──────── AVAILABLE RECORDS ────────

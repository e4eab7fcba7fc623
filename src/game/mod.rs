// Game logic: entities, their behaviours and the per-tick world update

pub mod animation;
pub mod attack;
pub mod chase;
pub mod config;
pub mod entity;
pub mod pose;
pub mod session;
pub mod world;

pub use config::{Edition, GameConfig};
pub use session::{DrawItem, Session};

────────

= TASK PROMPT =
Restate the data above in full, word for word.

= EXERCISE ANSWER =
repository e4eab7fcba7fc623
filename src/game/mod.rs
// Game logic: entities, their behaviours and the per-tick world update

pub mod animation;
pub mod attack;
pub mod chase;
pub mod config;
pub mod entity;
pub mod pose;
pub mod session;
pub mod world;

pub use config::{Edition, GameConfig};
pub use session::{DrawItem, Session};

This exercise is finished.